--- MATERIAL TO PROCESS ---

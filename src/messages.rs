// Message types shared by the controllers and the runtimes

use serde::{Deserialize, Serialize};

use crate::control::clamp;

/// One sample from the 4-element line sensor array, index 0 = leftmost.
/// `true` = sensor over background, `false` = sensor over the line.
#[derive(Debug, Clone, Copy, PartialEq, Eq, Serialize, Deserialize)]
#[serde(transparent)]
pub struct TrackReading(pub [bool; 4]);

impl TrackReading {
    /// All sensors tripped at once means the line is gone, not a valid fix.
    pub fn line_lost(&self) -> bool {
        self.0.iter().all(|&s| s)
    }
}

/// Orientation sample from the tilt remote, degrees.
#[derive(Debug, Clone, Copy, PartialEq, Serialize, Deserialize)]
pub struct OrientationReading {
    pub pitch: f64,
    pub roll: f64,
}

// Normalized wheel-speed pair, created fresh every control tick.
// Consumed immediately by the transport, never mutated.
#[derive(Debug, Clone, Copy, PartialEq, Default, Serialize, Deserialize)]
pub struct DriveCommand {
    pub left: f64,
    pub right: f64,
}

impl DriveCommand {
    pub fn new(left: f64, right: f64) -> Self {
        Self { left, right }
    }

    pub fn stop() -> Self {
        Self::default()
    }

    /// Limits both wheels to the symmetric magnitude bound.
    pub fn clamped(self, bound: f64) -> Self {
        Self {
            left: clamp(self.left, -bound, bound),
            right: clamp(self.right, -bound, bound),
        }
    }

    /// Rounds both wheels to two fractional digits, the wire precision.
    pub fn rounded(self) -> Self {
        Self {
            left: round2(self.left),
            right: round2(self.right),
        }
    }
}

fn round2(v: f64) -> f64 {
    (v * 100.0).round() / 100.0
}

/// Health status published by the line-follow runtime
#[derive(Debug, Clone, Copy, Serialize, Deserialize, PartialEq)]
#[serde(rename_all = "snake_case")]
pub enum RuntimeHealth {
    Ok,
    SensorStale,
}
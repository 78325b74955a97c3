// Two-player duel over the wireless link.
//
// Each side runs one `DuelSession`: a 1-D lane of columns, one own
// projectile slot and one incoming slot. Projectile flight is a state
// machine advanced by an external fixed-period ticker, so the control
// loop never blocks. Both sides must tick at the same period: the
// launch notification only carries the column, the flight time is
// implied by the shared tick count.

use std::time::Duration;

#[derive(Debug, Clone, PartialEq)]
pub struct DuelConfig {
    /// Number of lateral columns in the playfield.
    pub lane_width: i32,
    /// Row the player occupies; incoming projectiles resolve here.
    pub player_row: i32,
    /// Row an own projectile spawns at, travelling toward row 0.
    pub fire_row: i32,
    /// Column the player starts in.
    pub start_column: i32,
    /// Fixed animation step shared by both endpoints.
    pub tick_every: Duration,
}

impl Default for DuelConfig {
    fn default() -> Self {
        Self {
            lane_width: 5,
            player_row: 4,
            fire_row: 3,
            start_column: 2,
            tick_every: Duration::from_millis(250),
        }
    }
}

/// Lane column plus travel row of one projectile in flight.
#[derive(Debug, Clone, Copy, PartialEq, Eq)]
pub struct Projectile {
    pub column: i32,
    pub row: i32,
}

#[derive(Debug, Clone, Copy, PartialEq, Eq)]
pub enum CombatState {
    Idle,
    ProjectileInFlight,
    Hit,
    Resolved,
}

#[derive(Debug, Clone, Copy, PartialEq, Eq)]
pub enum GameOutcome {
    Ongoing,
    Won,
    Lost,
}

/// Protocol alphabet exchanged between the two sides.
#[derive(Debug, Clone, Copy, PartialEq, Eq)]
pub enum DuelEvent {
    /// A shot completed its travel on the firing side; carries the
    /// shooter's column at launch.
    Launch { column: i32 },
    /// The sender was hit and lost.
    Defeat,
}

pub struct DuelSession {
    config: DuelConfig,
    position: i32,
    own: Option<Projectile>,
    incoming: Option<Projectile>,
    outcome: GameOutcome,
}

impl DuelSession {
    pub fn new(config: DuelConfig) -> Self {
        let position = config.start_column;
        Self {
            config,
            position,
            own: None,
            incoming: None,
            outcome: GameOutcome::Ongoing,
        }
    }

    pub fn position(&self) -> i32 {
        self.position
    }

    pub fn outcome(&self) -> GameOutcome {
        self.outcome
    }

    pub fn own_projectile(&self) -> Option<Projectile> {
        self.own
    }

    pub fn incoming_projectile(&self) -> Option<Projectile> {
        self.incoming
    }

    pub fn state(&self) -> CombatState {
        match self.outcome {
            GameOutcome::Lost => CombatState::Hit,
            GameOutcome::Won => CombatState::Resolved,
            GameOutcome::Ongoing if self.own.is_some() => CombatState::ProjectileInFlight,
            GameOutcome::Ongoing => CombatState::Idle,
        }
    }

    /// Steps one column left or right. Moving is allowed at any time,
    /// including while a shot is in flight; a move that would leave the
    /// lane is a no-op.
    pub fn move_player(&mut self, direction: i32) {
        let next = self.position + direction.signum();
        if next < 0 || next >= self.config.lane_width {
            return;
        }
        self.position = next;
    }

    /// Launches an own projectile from the current column. A fire while
    /// one is already in flight, or after the game is decided, is a
    /// silent no-op.
    pub fn fire(&mut self) {
        if self.own.is_some() || self.outcome != GameOutcome::Ongoing {
            return;
        }
        self.own = Some(Projectile {
            column: self.position,
            row: self.config.fire_row,
        });
    }

    /// Mirrors a peer launch into this side's coordinate frame and spawns
    /// the incoming projectile at the far edge. A column outside the lane
    /// is dropped.
    pub fn receive_launch(&mut self, column: i32) {
        let mirrored = self.config.lane_width - 1 - column;
        if mirrored < 0 || mirrored >= self.config.lane_width {
            return;
        }
        self.incoming = Some(Projectile {
            column: mirrored,
            row: 0,
        });
    }

    /// The peer reports it was hit by our shot.
    pub fn receive_defeat(&mut self) {
        if self.outcome == GameOutcome::Ongoing {
            self.outcome = GameOutcome::Won;
        }
    }

    /// One fixed-duration animation step for both projectile slots.
    /// Returns the events to broadcast to the peer this tick.
    pub fn tick(&mut self) -> Vec<DuelEvent> {
        let mut events = Vec::new();

        if let Some(p) = self.own.as_mut() {
            p.row -= 1;
            if p.row < 0 {
                // Travel complete: only now does the peer learn about it.
                events.push(DuelEvent::Launch { column: p.column });
                self.own = None;
            }
        }

        if let Some(p) = self.incoming.as_mut() {
            p.row += 1;
            if p.row >= self.config.player_row {
                let column = p.column;
                self.incoming = None;
                if column == self.position && self.outcome == GameOutcome::Ongoing {
                    self.outcome = GameOutcome::Lost;
                    events.push(DuelEvent::Defeat);
                }
            }
        }

        events
    }
}

#[cfg(test)]
mod tests {
    use super::*;

    fn session() -> DuelSession {
        DuelSession::new(DuelConfig::default())
    }

    #[test]
    fn launch_notification_only_after_full_travel() {
        let mut s = session();
        s.fire();
        assert_eq!(s.state(), CombatState::ProjectileInFlight);

        // fire_row = 3: three ticks to reach row 0, retired on the fourth.
        for _ in 0..3 {
            assert!(s.tick().is_empty());
            assert_eq!(s.state(), CombatState::ProjectileInFlight);
        }
        assert_eq!(s.tick(), vec![DuelEvent::Launch { column: 2 }]);
        assert_eq!(s.state(), CombatState::Idle);
    }

    #[test]
    fn launch_carries_the_column_at_fire_time() {
        let mut s = session();
        s.fire();
        s.move_player(1);
        s.move_player(1);
        let events: Vec<_> = (0..4).flat_map(|_| s.tick()).collect();
        assert_eq!(events, vec![DuelEvent::Launch { column: 2 }]);
        assert_eq!(s.position(), 4);
    }

    #[test]
    fn duplicate_fire_is_a_no_op() {
        let mut s = session();
        s.fire();
        s.tick();
        s.move_player(-1);
        s.fire(); // still in flight, ignored
        let events: Vec<_> = (0..8).flat_map(|_| s.tick()).collect();
        assert_eq!(events, vec![DuelEvent::Launch { column: 2 }]);
    }

    #[test]
    fn moves_clamp_to_the_lane() {
        let mut s = session();
        s.move_player(-1);
        s.move_player(-1);
        s.move_player(-1);
        assert_eq!(s.position(), 0);
        for _ in 0..6 {
            s.move_player(1);
        }
        assert_eq!(s.position(), 4);
        s.move_player(0);
        assert_eq!(s.position(), 4);
    }

    #[test]
    fn incoming_column_is_mirrored() {
        let mut s = session();
        s.receive_launch(0);
        assert_eq!(s.incoming_projectile().unwrap().column, 4);
        s.receive_launch(2);
        assert_eq!(s.incoming_projectile().unwrap().column, 2);
        assert_eq!(s.incoming_projectile().unwrap().row, 0);
    }

    #[test]
    fn out_of_lane_launch_is_dropped() {
        let mut s = session();
        s.receive_launch(-1);
        assert_eq!(s.incoming_projectile(), None);
        s.receive_launch(7);
        assert_eq!(s.incoming_projectile(), None);
    }

    #[test]
    fn incoming_on_own_column_is_a_hit() {
        let mut s = session();
        // Shooter at column 2 in a lane of 5 mirrors back onto column 2.
        s.receive_launch(2);
        for _ in 0..3 {
            assert!(s.tick().is_empty());
        }
        assert_eq!(s.tick(), vec![DuelEvent::Defeat]);
        assert_eq!(s.outcome(), GameOutcome::Lost);
        assert_eq!(s.state(), CombatState::Hit);
    }

    #[test]
    fn dodged_incoming_retires_silently() {
        let mut s = session();
        s.receive_launch(2);
        s.move_player(1);
        let events: Vec<_> = (0..4).flat_map(|_| s.tick()).collect();
        assert!(events.is_empty());
        assert_eq!(s.outcome(), GameOutcome::Ongoing);
        assert_eq!(s.incoming_projectile(), None);
    }

    #[test]
    fn movement_is_allowed_while_incoming_is_in_flight() {
        let mut s = session();
        s.receive_launch(2);
        s.tick();
        s.move_player(-1);
        assert_eq!(s.position(), 1);
    }

    #[test]
    fn peer_defeat_resolves_the_session() {
        let mut s = session();
        s.receive_defeat();
        assert_eq!(s.outcome(), GameOutcome::Won);
        assert_eq!(s.state(), CombatState::Resolved);
        // Terminal: a later fire changes nothing.
        s.fire();
        assert_eq!(s.own_projectile(), None);
    }

    #[test]
    fn both_flights_take_the_same_tick_count() {
        // Protocol timing contract: own travel (fire_row 3 -> retire) and
        // incoming travel (row 0 -> player_row 4) both take four ticks.
        let mut shooter = session();
        let mut target = session();
        shooter.fire();
        let mut launch = None;
        let mut own_ticks = 0;
        while launch.is_none() {
            own_ticks += 1;
            launch = shooter.tick().first().copied();
        }
        let DuelEvent::Launch { column } = launch.unwrap() else {
            panic!("expected a launch");
        };

        target.receive_launch(column);
        let mut incoming_ticks = 0;
        while target.incoming_projectile().is_some() {
            incoming_ticks += 1;
            target.tick();
        }
        assert_eq!(own_ticks, incoming_ticks);
        assert_eq!(target.outcome(), GameOutcome::Lost);
    }
}
// Collaborator seams between the controllers and the hardware.
//
// The core only needs a read primitive (fresh sensor sample per control
// period) and a write primitive (fire-and-forget drive command); both
// sit behind traits so the runtimes stay testable without hardware.

use std::io::Write;
use std::time::Duration;

use serialport::SerialPort;
use thiserror::Error;
use tracing::{info, warn};

use crate::channel;
use crate::messages::{DriveCommand, TrackReading};

#[derive(Debug, Error)]
pub enum LinkError {
    #[error("serial port error: {0}")]
    Serial(#[from] serialport::Error),

    #[error("io error: {0}")]
    Io(#[from] std::io::Error),
}

/// Yields the latest track reading, if a fresh one arrived since the
/// last poll.
pub trait SensorSource {
    fn poll_track(&mut self) -> Option<TrackReading>;
}

/// Accepts drive commands, fire-and-forget; no return value is relied
/// upon beyond surfacing link loss.
pub trait ActuatorSink {
    fn drive(&mut self, cmd: &DriveCommand) -> Result<(), LinkError>;

    fn stop(&mut self) -> Result<(), LinkError> {
        self.drive(&DriveCommand::stop())
    }
}

/// Wired actuator: text-pair lines over a serial link.
pub struct SerialActuator {
    port: Box<dyn SerialPort>,
}

impl SerialActuator {
    pub fn open(port_name: &str, baud: u32) -> Result<Self, LinkError> {
        info!("Opening actuator link on {}", port_name);
        let port = serialport::new(port_name, baud)
            .timeout(Duration::from_millis(100))
            .open()?;
        Ok(Self { port })
    }
}

impl ActuatorSink for SerialActuator {
    fn drive(&mut self, cmd: &DriveCommand) -> Result<(), LinkError> {
        self.port.write_all(channel::encode_drive(cmd).as_bytes())?;
        self.port.write_all(b"\n")?;
        Ok(())
    }
}

impl Drop for SerialActuator {
    fn drop(&mut self) {
        // One last stop so the base doesn't keep the previous command
        if let Err(e) = self.stop() {
            warn!("Failed to stop actuator on drop: {}", e);
        }
    }
}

---

TASK DIRECTIONS
Retype exactly the lines of the data above that fall between the line with "Default, Serialize, Deserialize)]" and the line with "pub fn stop()", inclusive, and add nothing.

THE ANSWER
#[derive(Debug, Clone, Copy, PartialEq, Default, Serialize, Deserialize)]
pub struct DriveCommand {
    pub left: f64,
    pub right: f64,
}

impl DriveCommand {
    pub fn new(left: f64, right: f64) -> Self {
        Self { left, right }
    }

    pub fn stop() -> Self {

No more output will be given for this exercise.